2. This study aims to evaluate how changes in forest structure lead to changes in vertical and horizontal light heterogeneity during tropical forest succession.
3. We described successional patterns in light using a chronosequence approach in which we compared 14 Mexican secondary forest stands that differ in age (8–32 years) since agricultural abandonment. For each stand, we measured vertical light profiles in 16 grid cells, and structural parameters (diameter at breast height, height and crown dimensions) for each tree.
4. During succession, we found a rapid increase in stand size (basal area, crown area and length) and stand differentiation (i.e. a gradual leaf distribution along the forest profile), which leads to fast changes in light conditions and more light heterogeneity.
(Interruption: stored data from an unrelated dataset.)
//! API implementations.

pub mod rest;

pub use rest::create_router;
//! Server configuration

use serde::{Deserialize, Serialize};

/// Server configuration
#[derive(Debug, Clone, Serialize, Deserialize)]
pub struct ServerConfig {
    /// Server host
    #[serde(default = "default_host")]
    pub host: String,

    /// Server port (HTTP)
    #[serde(default = "default_port")]
    pub port: u16,

    /// Log level
    #[serde(default = "default_log_level")]
    pub log_level: String,
}

fn default_host() -> String {
    "127.0.0.1".to_string()
}

fn default_port() -> u16 {
    8080
}

fn default_log_level() -> String {
    "info".to_string()
}

impl Default for ServerConfig {
    fn default() -> Self {
        Self {
            host: default_host(),
            port: default_port(),
            log_level: default_log_level(),
        }
    }
}

impl ServerConfig {
    /// Load configuration from environment variables and config file
    pub fn load() -> anyhow::Result<Self> {
        // Load .env file if exists
        dotenvy::dotenv().ok();

        let config_result = config::Config::builder()
            .add_source(config::File::with_name("config/server").required(false))
            .add_source(config::Environment::with_prefix("TALLY"))
            .build();

        match config_result {
            Ok(cfg) => cfg
                .try_deserialize()
                .map_err(|e| anyhow::anyhow!("Failed to deserialize config: {}", e)),
            Err(_) => {
                // Use default config if no config file found
                tracing::info!("No config file found, using default configuration");
                Ok(Self::default())
            }
        }
    }
}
The inflection points of the vertical light gradient (i.e. the absolute height at which 50% relative light intensity is attained) rapidly moved towards higher heights in the first 20 years, indicating that larger amounts of light are intercepted by canopy trees. Light attenuation rate (i.e. the rate of light extinction) decreased during succession due to slower accumulation of the crown area with height. Understorey light intensity and heterogeneity slightly decreased during succession because of an increase in crown size and a decrease in lateral gap frequency. Understorey relative light intensity was 1.56% at 32 years after abandonment.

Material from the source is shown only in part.